Agora imposto será pago na aplicação
A forma de recolhimento do Imposto de Renda (IR) nos fundos de renda fixa vai mudar. A partir de 1º de julho, o tributo será pago no vencimento da aplicação, e não no momento do saque. A alíquota é de 20%. Esse método consta da MP 1.636-6, publicada na sexta. Em vez do recolhimento semanal do tributo, como previsto anteriormente, a MP permite que o administrador opte pelo pagamento do IR no vencimento.
Nos fundos de curto prazo e nos antigos commodities, o tributo será recolhido no último dia de cada mês ou no resgate, o que ocorrer primeiro. Nos fundos de 30 dias, o recolhimento será a cada 30 dias: nos de 60 dias, a cada 60 dias; e nos de 90 dias ou mais, a cada 90 dias.
O diretor da Lloyds Asset Management (LAM), Marcelo Maneo de Oliveira, entende que as medidas são positivas, porque, com o recolhimento semanal, a possibilidade de o investidor pagar imposto sobre um ganho não apurado seria grande. Além disso, ele lembra que a MP prevê a compensação de eventuais perdas. Para Fábio de Oliveira, sócio-gerente da BankBoston Asset Management, é possível que aumente o número de fundos de 90 dias, para que o dinheiro fique aplicado por mais tempo sem recolher o tributo.

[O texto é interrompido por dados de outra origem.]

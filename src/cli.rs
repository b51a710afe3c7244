use std::env;
use std::path::PathBuf;

pub struct CliOptions {
    pub scenario: Option<PathBuf>,
    pub preset: Option<String>,
    pub seed: Option<u64>,
    pub set_points_out: Option<PathBuf>,
}

pub fn parse_args() -> Result<CliOptions, String> {
    let args: Vec<String> = env::args().skip(1).collect();
    if args.iter().any(|a| a == "--help" || a == "-h") {
        print_usage();
        std::process::exit(0);
    }
    parse_options(&args)
}

fn parse_options(args: &[String]) -> Result<CliOptions, String> {
    let mut i = 0usize;
    let mut scenario = None;
    let mut preset = None;
    let mut seed = None;
    let mut set_points_out = None;

    while i < args.len() {
        match args[i].as_str() {
            "--scenario" => {
                i += 1;
                let path = args.next_or_err(i, "missing value for --scenario (expected a TOML file path)")?;
                if scenario.replace(PathBuf::from(path)).is_some() {
                    return Err("--scenario provided more than once".to_string());
                }
            }
            "--preset" => {
                i += 1;
                let name = args.next_or_err(i, "missing value for --preset (expected a preset name)")?;
                if preset.replace(name.to_string()).is_some() {
                    return Err("--preset provided more than once".to_string());
                }
            }
            "--seed" => {
                i += 1;
                let raw = args.next_or_err(i, "missing value for --seed (expected a u64)")?;
                let value = raw
                    .parse::<u64>()
                    .map_err(|_| format!("--seed value \"{raw}\" is not a valid u64"))?;
                seed = Some(value);
            }
            "--set-points-out" => {
                i += 1;
                let path = args.next_or_err(i, "missing value for --set-points-out (expected a file path)")?;
                if set_points_out.replace(PathBuf::from(path)).is_some() {
                    return Err("--set-points-out provided more than once".to_string());
                }
            }
            other => return Err(format!("unknown argument: {other}")),
        }
        i += 1;
    }

    if scenario.is_some() && preset.is_some() {
        return Err(
            "arguments `--scenario` and `--preset` are mutually exclusive; choose one source"
                .to_string(),
        );
    }

    if scenario.is_none() && preset.is_none() {
        preset = Some("demo".to_string());
    }

    Ok(CliOptions {
        scenario,
        preset,
        seed,
        set_points_out,
    })
}

trait SliceArgExt {
    fn next_or_err(&self, index: usize, err: &str) -> Result<&str, String>;
}

impl SliceArgExt for [String] {
    fn next_or_err(&self, index: usize, err: &str) -> Result<&str, String> {
        self.get(index)
            .map(String::as_str)
            .ok_or_else(|| err.to_string())
    }
}

pub fn print_usage() {
    eprintln!("ec-controller: energy community round controller");
    eprintln!();
    eprintln!("Usage: ec-controller [OPTIONS]");
    eprintln!();
    eprintln!("Options:");
    eprintln!("  --scenario <path>         Load the community from a TOML file");
    eprintln!("  --preset <name>           Use a built-in community (demo, constrained)");
    eprintln!("  --seed <u64>              Seed the supervisor tie-break");
    eprintln!("  --set-points-out <path>   Export every round's setpoints to CSV");
    eprintln!("  --help                    Show this help message");
    eprintln!();
    eprintln!("If no --scenario or --preset is given, the demo preset is used.");
    eprintln!("Set RUST_LOG (e.g. RUST_LOG=debug) to change log verbosity.");
}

Ele diz que o prazo de seus fundos mais voláteis (como os de derivativos) tende a ser ampliado para 90 dias. A questão é saber se vale a pena abrir mão da liquidez em troca de rentabilidade que pode não ser das maiores. Mas, para quem aplica grandes quantias por prazos longos, pode ser boa opção. No primeiro vencimento no segundo semestre, haverá o recolhimento do IR sobre o rendimento apurado entre 1º de janeiro deste ano (ou desde a data de aplicação, caso tenha sido feita após esse dia) e 30 de junho. Haverá o resgate das cotas para pagar o imposto.
O diretor do BFB, Alexandre Zakia Albert, alerta que, no dia 22 de dezembro, haverá antecipação do imposto referente à rentabilidade obtida do último vencimento até essa data.